Task instructions :: Write out again, exactly, the lines below starting at the one with "pub fn run(&mut" and ending at the one with "each matching file.".

[Collection entries]
◆ ◆ ◆ ◆ ◆ ◆ ◆

//! Input file emission and run orchestration for one driver test.

use std::fmt;
use std::fs::{self, File};
use std::io::{self, BufWriter, Write};
use std::path::{Path, PathBuf};

use tracing::{debug, info, warn};

use crate::batch::LoadBatch;
use crate::errors::{ConfigurationError, DriverError};
use crate::load::Load;
use crate::process::DriverProcess;
use crate::protocol::{
    write_commented_line, DEFAULT_COMMENT_GAP, DEFAULT_LOADS_FILE, DEFAULT_OUTPUT_FILE,
    END_MARKER, INITIAL_CONDITIONS_COMMENT_GAP, INITIAL_CONDITIONS_FILE, PARAMETERS_FILE,
    STRESS_LABELS,
};

/// File extensions removed by a default folder cleanup.
pub const DEFAULT_CLEANUP_EXTENSIONS: [&str; 3] = ["inp", "bat", "txt"];

/// Progress of a setup towards a finished run.
#[derive(Clone, Copy, Debug, PartialEq, Eq)]
pub enum SetupStage {
    /// No loads stored yet.
    Unconfigured,
    /// Loads stored, input files missing or stale.
    LoadsAttached,
    /// All three input files written for the current loads.
    FilesWritten,
    /// The driver ran on the current input files.
    Executed,
}

/// Which input files are current.
#[derive(Clone, Copy, Debug, Default, PartialEq, Eq)]
struct WrittenFiles {
    /// `parameters.inp` is current.
    parameters: bool,
    /// `initialconditions.inp` is current.
    initial_conditions: bool,
    /// The load file is current.
    loads: bool,
}

/// Outcome of [`ModelSetup::clear_folder`].
#[derive(Debug, Default)]
pub struct CleanupReport {
    /// Files that were removed.
    pub deleted: Vec<PathBuf>,
    /// Files that could not be removed, with the reason.
    pub failed: Vec<(PathBuf, io::Error)>,
}

impl CleanupReport {
    /// Whether every matching file was removed.
    #[must_use]
    pub fn is_clean(&self) -> bool {
        self.failed.is_empty()
    }
}

/// Writes the driver input files for one constitutive model and runs the driver.
///
/// All files live in one target folder. Nothing depends on the process working
/// directory.
///
/// # Examples
/// ```no_run
/// use incdriver::{ExternalDriver, Load, LoadPathKind, ModelSetup};
///
/// # fn main() -> Result<(), Box<dyn std::error::Error>> {
/// let mut setup = ModelSetup::new("runs/triaxial", "NAMC");
/// setup.add_load(Load::new(
///     LoadPathKind::TriaxialStrain,
///     [("ninc", 100.0), ("maxiter", 1000.0), ("dtime", 1.0), ("every", 1.0), ("ddstran_1", -0.001)],
/// )?);
/// setup.write_parameters_file([("G", 100.0), ("nu", 0.3)])?;
/// setup.write_initial_conditions_file(&[-100.0, -100.0, -100.0, 0.0, 0.0, 0.0], [("e", 0.7)])?;
/// setup.write_loads()?;
/// setup.run(&ExternalDriver::new("/opt/driver/incrementalDriver"))?;
/// # Ok(())
/// # }
/// ```
#[derive(Debug)]
pub struct ModelSetup {
    /// Name of the constitutive model, first line of the parameters file.
    model_name: String,
    /// Folder holding the input and output files.
    folder: PathBuf,
    /// Name of the table the driver writes.
    output_file: String,
    /// Name of the load file.
    loads_file: String,
    /// Blanks before comments in the parameters and load files.
    comment_gap: usize,
    /// Blanks before comments in the initial conditions file.
    initial_conditions_gap: usize,
    /// Loads in execution order.
    loads: LoadBatch,
    /// Which input files are current.
    written: WrittenFiles,
    /// Whether the driver ran on the current files.
    executed: bool,
}

impl ModelSetup {
    /// Create a setup writing into `folder` for the model `model_name`.
    #[must_use]
    pub fn new(folder: impl Into<PathBuf>, model_name: impl Into<String>) -> Self {
        Self {
            model_name: model_name.into(),
            folder: folder.into(),
            output_file: DEFAULT_OUTPUT_FILE.to_string(),
            loads_file: DEFAULT_LOADS_FILE.to_string(),
            comment_gap: DEFAULT_COMMENT_GAP,
            initial_conditions_gap: INITIAL_CONDITIONS_COMMENT_GAP,
            loads: LoadBatch::new(),
            written: WrittenFiles::default(),
            executed: false,
        }
    }

    /// Use `name` for the driver output table.
    #[must_use]
    pub fn with_output_file(mut self, name: impl Into<String>) -> Self {
        self.output_file = name.into();
        self
    }

    /// Use `name` for the load file.
    #[must_use]
    pub fn with_loads_file(mut self, name: impl Into<String>) -> Self {
        self.loads_file = name.into();
        self
    }

    /// Put `gap` blanks before the comments of the parameters and load files.
    #[must_use]
    pub fn with_comment_gap(mut self, gap: usize) -> Self {
        self.comment_gap = gap;
        self
    }

    /// Put `gap` blanks before the comments of the initial conditions file.
    #[must_use]
    pub fn with_initial_conditions_gap(mut self, gap: usize) -> Self {
        self.initial_conditions_gap = gap;
        self
    }

    /// Name of the constitutive model.
    #[must_use]
    pub fn model_name(&self) -> &str {
        &self.model_name
    }

    /// Folder holding the input and output files.
    #[must_use]
    pub fn folder(&self) -> &Path {
        &self.folder
    }

    /// Name of the driver output table.
    #[must_use]
    pub fn output_file(&self) -> &str {
        &self.output_file
    }

    /// Full path of the driver output table.
    #[must_use]
    pub fn output_path(&self) -> PathBuf {
        self.folder.join(&self.output_file)
    }

    /// Name of the load file.
    #[must_use]
    pub fn loads_file(&self) -> &str {
        &self.loads_file
    }

    /// Stored loads.
    #[must_use]
    pub fn loads(&self) -> &LoadBatch {
        &self.loads
    }

    /// Current progress of the setup.
    #[must_use]
    pub fn stage(&self) -> SetupStage {
        let WrittenFiles {
            parameters,
            initial_conditions,
            loads,
        } = self.written;
        if self.executed {
            SetupStage::Executed
        } else if parameters && initial_conditions && loads {
            SetupStage::FilesWritten
        } else if self.loads.is_empty() {
            SetupStage::Unconfigured
        } else {
            SetupStage::LoadsAttached
        }
    }

    /// Append one load.
    pub fn add_load(&mut self, load: Load) {
        self.invalidate_loads();
        self.loads.push(load);
    }

    /// Append several loads, keeping their order. Accepts a [`LoadBatch`] by value.
    pub fn add_loads<I: IntoIterator<Item = Load>>(&mut self, loads: I) {
        self.invalidate_loads();
        self.loads.extend(loads);
    }

    /// Remove every stored load.
    pub fn clear_loads(&mut self) {
        self.invalidate_loads();
        self.loads.clear();
    }

    /// Write `parameters.inp`: model name, property count and one value per property.
    ///
    /// Properties are written in the order given because the driver reads them by
    /// position.
    ///
    /// # Errors
    ///
    /// Returns [`DriverError::Io`] when the file cannot be written.
    pub fn write_parameters_file<I, K>(&mut self, properties: I) -> Result<PathBuf, DriverError>
    where
        I: IntoIterator<Item = (K, f64)>,
        K: AsRef<str>,
    {
        let properties: Vec<(K, f64)> = properties.into_iter().collect();
        let gap = self.comment_gap;
        let path = self.write_file(PARAMETERS_FILE, |writer| {
            write_commented_line(writer, self.model_name.as_str(), "Model name", gap)?;
            write_commented_line(writer, &properties.len(), "Number of properties", gap)?;
            for (name, value) in &properties {
                write_commented_line(writer, value, name.as_ref(), gap)?;
            }
            Ok(())
        })?;
        self.written.parameters = true;
        self.executed = false;
        Ok(path)
    }

    /// Write `initialconditions.inp`: six stress components and the state variables.
    ///
    /// The state variable count is always written, including when it is zero.
    ///
    /// # Errors
    ///
    /// Returns [`DriverError::Io`] when the file cannot be written.
    pub fn write_initial_conditions_file<I, K>(
        &mut self,
        stress: &[f64; 6],
        state_variables: I,
    ) -> Result<PathBuf, DriverError>
    where
        I: IntoIterator<Item = (K, f64)>,
        K: AsRef<str>,
    {
        let state_variables: Vec<(K, f64)> = state_variables.into_iter().collect();
        let gap = self.initial_conditions_gap;
        let path = self.write_file(INITIAL_CONDITIONS_FILE, |writer| {
            write_commented_line(writer, &stress.len(), "ntens, tension is positive", gap)?;
            for (value, label) in stress.iter().zip(STRESS_LABELS) {
                write_commented_line(writer, value, label, gap)?;
            }
            write_commented_line(
                writer,
                &state_variables.len(),
                "Number of state variables",
                gap,
            )?;
            for (name, value) in &state_variables {
                let comment = format!("{} - init value", name.as_ref());
                write_commented_line(writer, value, &comment, gap)?;
            }
            Ok(())
        })?;
        self.written.initial_conditions = true;
        self.executed = false;
        Ok(path)
    }

    /// Write the load file: output table name, every load in order and `*End`.
    ///
    /// # Errors
    ///
    /// Returns [`ConfigurationError::EmptyLoadBatch`] when no loads are stored and
    /// [`DriverError::Io`] when the file cannot be written.
    pub fn write_loads(&mut self) -> Result<PathBuf, DriverError> {
        if self.loads.is_empty() {
            return Err(ConfigurationError::EmptyLoadBatch.into());
        }
        let gap = self.comment_gap;
        let path = self.write_file(&self.loads_file, |writer| {
            writeln!(writer, "{}", self.output_file)?;
            self.loads.write_to(writer, gap)?;
            write!(writer, "{END_MARKER}")
        })?;
        self.written.loads = true;
        self.executed = false;
        Ok(path)
    }

    /// Run the driver on the written input files and wait for it to finish.
    ///
    /// # Errors
    ///
    /// Returns [`ConfigurationError::FilesNotWritten`] when an input file is missing or
    /// stale and [`DriverError::Execution`] when the driver fails.
    pub fn run(&mut self, process: &dyn DriverProcess) -> Result<(), DriverError> {
        let missing = self.missing_files();
        if !missing.is_empty() {
            return Err(ConfigurationError::FilesNotWritten { missing }.into());
        }
        process.execute(&self.folder)?;
        info!(model = %self.model_name, folder = %self.folder.display(), "driver run finished");
        self.executed = true;
        Ok(())
    }

    /// Delete every file in the folder whose extension is one of `extensions`.
    ///
    /// A file that cannot be removed is logged and reported without stopping the pass.
    /// A missing folder has nothing to clean.
    ///
    /// # Errors
    ///
    /// Returns [`DriverError::Io`] when the folder exists but cannot be listed.
    pub fn clear_folder(&mut self, extensions: &[&str]) -> Result<CleanupReport, DriverError> {
        self.clear_folder_with(extensions, |path| fs::remove_file(path))
    }

    /// Cleanup pass with `remove` deleting each matching file.
    fn clear_folder_with<F>(
        &mut self,
        extensions: &[&str],
        mut remove: F,
    ) -> Result<CleanupReport, DriverError>
    where
        F: FnMut(&Path) -> io::Result<()>,
    {
        let mut report = CleanupReport::default();
        let entries = match fs::read_dir(&self.folder) {
            Ok(entries) => entries,
            Err(error) if error.kind() == io::ErrorKind::NotFound => return Ok(report),
            Err(source) => {
                return Err(DriverError::Io {
                    path: self.folder.clone(),
                    source,
                })
            }
        };

        for entry in entries {
            let path = match entry {
                Ok(entry) => entry.path(),
                Err(error) => {
                    warn!(folder = %self.folder.display(), %error, "cannot read folder entry");
                    continue;
                }
            };
            let matches = path.is_file()
                && path
                    .extension()
                    .and_then(|ext| ext.to_str())
                    .is_some_and(|ext| extensions.contains(&ext));
            if !matches {
                continue;
            }
            match remove(&path) {
                Ok(()) => {
                    info!(path = %path.display(), "deleted");
                    self.forget_file(&path);
                    report.deleted.push(path);
                }
                Err(error) => {
                    warn!(path = %path.display(), %error, "cannot delete file");
                    report.failed.push((path, error));
                }
            }
        }
        Ok(report)
    }

    /// Create `file_name` in the folder and fill it with `body`.
    fn write_file<F>(&self, file_name: &str, body: F) -> Result<PathBuf, DriverError>
    where
        F: FnOnce(&mut BufWriter<File>) -> io::Result<()>,
    {
        fs::create_dir_all(&self.folder).map_err(|source| DriverError::Io {
            path: self.folder.clone(),
            source,
        })?;
        let path = self.folder.join(file_name);
        let result = File::create(&path).and_then(|file| {
            let mut writer = BufWriter::new(file);
            body(&mut writer)?;
            writer.flush()
        });
        match result {
            Ok(()) => {
                debug!(path = %path.display(), "input file written");
                Ok(path)
            }
            Err(source) => Err(DriverError::Io { path, source }),
        }
    }

    /// Names of the input files that are not current.
    fn missing_files(&self) -> Vec<String> {
        let mut missing = Vec::new();
        if !self.written.parameters {
            missing.push(PARAMETERS_FILE.to_string());
        }
        if !self.written.initial_conditions {
            missing.push(INITIAL_CONDITIONS_FILE.to_string());
        }
        if !self.written.loads {
            missing.push(self.loads_file.clone());
        }
        missing
    }

    /// Mark the load file stale after the loads change.
    fn invalidate_loads(&mut self) {
        self.written.loads = false;
        self.executed = false;
    }

    /// Mark an input file stale after it was deleted.
    fn forget_file(&mut self, path: &Path) {
        let Some(name) = path.file_name().and_then(|name| name.to_str()) else {
            return;
        };
        if name == PARAMETERS_FILE {
            self.written.parameters = false;
        } else if name == INITIAL_CONDITIONS_FILE {
            self.written.initial_conditions = false;
        } else if name == self.loads_file {
            self.written.loads = false;
        } else {
            return;
        }
        self.executed = false;
    }
}

impl fmt::Display for ModelSetup {
    fn fmt(&self, f: &mut fmt::Formatter<'_>) -> fmt::Result {
        writeln!(f, "Constitutive model name: {}", self.model_name)?;
        writeln!(f, "Folder path: {}", self.folder.display())?;
        write!(f, "Number of stored loads: {}", self.loads.len())
    }
}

◆ ◆ ◆ ◆ ◆ ◆ ◆

Answer box ::
    pub fn run(&mut self, process: &dyn DriverProcess) -> Result<(), DriverError> {
        let missing = self.missing_files();
        if !missing.is_empty() {
            return Err(ConfigurationError::FilesNotWritten { missing }.into());
        }
        process.execute(&self.folder)?;
        info!(model = %self.model_name, folder = %self.folder.display(), "driver run finished");
        self.executed = true;
        Ok(())
    }

    /// Delete every file in the folder whose extension is one of `extensions`.
    ///
    /// A file that cannot be removed is logged and reported without stopping the pass.
    /// A missing folder has nothing to clean.
    ///
    /// # Errors
    ///
    /// Returns [`DriverError::Io`] when the folder exists but cannot be listed.
    pub fn clear_folder(&mut self, extensions: &[&str]) -> Result<CleanupReport, DriverError> {
        self.clear_folder_with(extensions, |path| fs::remove_file(path))
    }

    /// Cleanup pass with `remove` deleting each matching file.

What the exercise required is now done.